お姫様は海に恋い焦がれる
第2章 海に浮かんだ月に焦がれる
プリンセス・セレニティ、愛してはならない存在だった。
月の王国の血を引く王族、銀河の安寧を統べる力を秘めた生きた天使そのものの彼女には、プリンセスとしての宿命がある。ゴールデンクリスタルの継承者のクイーンになって、銀河に無窮の泰平をもたらすこと。
だが、みちるはプリンセスに、否、うさぎに、胸奥の海にいつもしめやかな波紋を起こしていた愛念を隠しておくには、自負していたより不器用だった。
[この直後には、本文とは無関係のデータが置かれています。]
use crate::analyzer::ErrorAnalyzer;
use crate::catalog::{Category, ErrorGuideItem, PatternDef, Severity};
use crate::report::Renderer;
use crate::theme::Theme;

mod fixes;
mod report;
mod theme;

// Test utilities and helpers
pub(crate) struct TestUtils;

/// Small catalog for exercising ranking rules without the built-in data.
pub(crate) static CUSTOM_GUIDES: &[ErrorGuideItem] = &[
    ErrorGuideItem {
        id: "widget-failure",
        title: "Widget failure",
        description: "widget broken",
        category: Category::Structure,
        severity: Severity::Low,
        common_causes: &[],
        bad_example: "",
        solution: "",
        tips: &[],
        related_errors: &["frobnicator-overload", "gone"],
    },
    ErrorGuideItem {
        id: "frobnicator-overload",
        title: "Frobnicator overload",
        description: "frobnicator overloaded spinning",
        category: Category::Syntax,
        severity: Severity::High,
        common_causes: &["frobnicator spinning overloaded"],
        bad_example: "",
        solution: "",
        tips: &[],
        related_errors: &[],
    },
];

pub(crate) static CUSTOM_PATTERNS: &[PatternDef] = &[
    PatternDef {
        id: "frobnicator-tie",
        regex: r"frobnicator",
        error_type: "frobnicator-overload",
        confidence: 0.8,
        keywords: &[],
    },
    PatternDef {
        id: "widget-low",
        regex: r"(?i)widget",
        error_type: "widget-failure",
        confidence: 0.6,
        keywords: &["widget"],
    },
    PatternDef {
        id: "widget-orphan",
        regex: r"(?i)widget",
        error_type: "no-such-guide",
        confidence: 0.99,
        keywords: &[],
    },
    PatternDef {
        id: "broken-regex",
        regex: r"(unclosed",
        error_type: "widget-failure",
        confidence: 0.99,
        keywords: &[],
    },
];

impl TestUtils {
    pub fn analyzer() -> ErrorAnalyzer {
        ErrorAnalyzer::new()
    }

    pub fn custom_analyzer() -> ErrorAnalyzer {
        ErrorAnalyzer::with_catalog(CUSTOM_GUIDES, CUSTOM_PATTERNS)
    }

    pub fn plain_renderer(show_examples: bool) -> Renderer {
        colored::control::set_override(false);
        Renderer::new(Theme::monochrome(), show_examples)
    }

    /// Messages produced by common parsers, used for properties that hold for any input.
    pub fn sample_messages() -> Vec<&'static str> {
        vec![
            "Unexpected token , in JSON at position 25",
            "Unexpected end of JSON input",
            "Unexpected token // comment in JSON",
            "Unexpected token u in JSON at position 0",
            "Unexpected token ' in JSON at position 1",
            "Unexpected string in JSON at position 12",
            "Expected property name or '}' in JSON at position 1",
            "Bad control character in string literal in JSON at position 10",
            "JSON.parse: unexpected character at line 1 column 2 of the JSON data",
            "trailing comma at line 1 column 28",
            "EOF while parsing an object at line 1 column 15",
            "key must be a string at line 1 column 2",
            "expected value at line 1 column 1",
            "control character (\\u0000-\\u001F) found while parsing a string at line 2 column 0",
            "a string with a missing closing quote and a trailing comma in the object",
            "",
            "잘못된 JSON 형식입니다",
        ]
    }
}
まばゆい笑顔、屈託ない精神、それでいて気高く聡明なプリンセスの目を持ち合わせた少女は、ついにパンドラの箱を開けた。
「私がうさぎを見限ったところで、戦いが終わるとは思わない」
「ああ、だが銀水晶はお団子に馴染む。今のあの子は、所詮クイーンとは呼べない身体だ。プリンセスという、継承者に過ぎない。強大な侵入者がやって来る度、幻の銀水晶の力を解放している。このままじゃ、あの子の身体は」
「私が守るわ」
「守る、か。……」
はるかの精悍な唇が、皮肉な音色を吐き出した。
今しがたの非難は、多分、誰よりも自由を肯定する彼女、ことさらに羈束を忌む彼女の本心ではない。もとよりうさぎはプリンセスである前に、脆弱な生身の少女だ。全てをありのままに愛して、ありのままに愛される、天衣無縫の少女に過ぎない。クリスタルの呪縛にかかってさえいなければ。
ウラヌスも、昔はプリンセスに跼蹐を超えた愛念を傾けていた。
月に嫉妬した反逆者が太陽の黒点に潜まなければ、否、或いはみちるの軟派な美少女の仮相を被った親友は、今でもただ一人の人を想っているのか。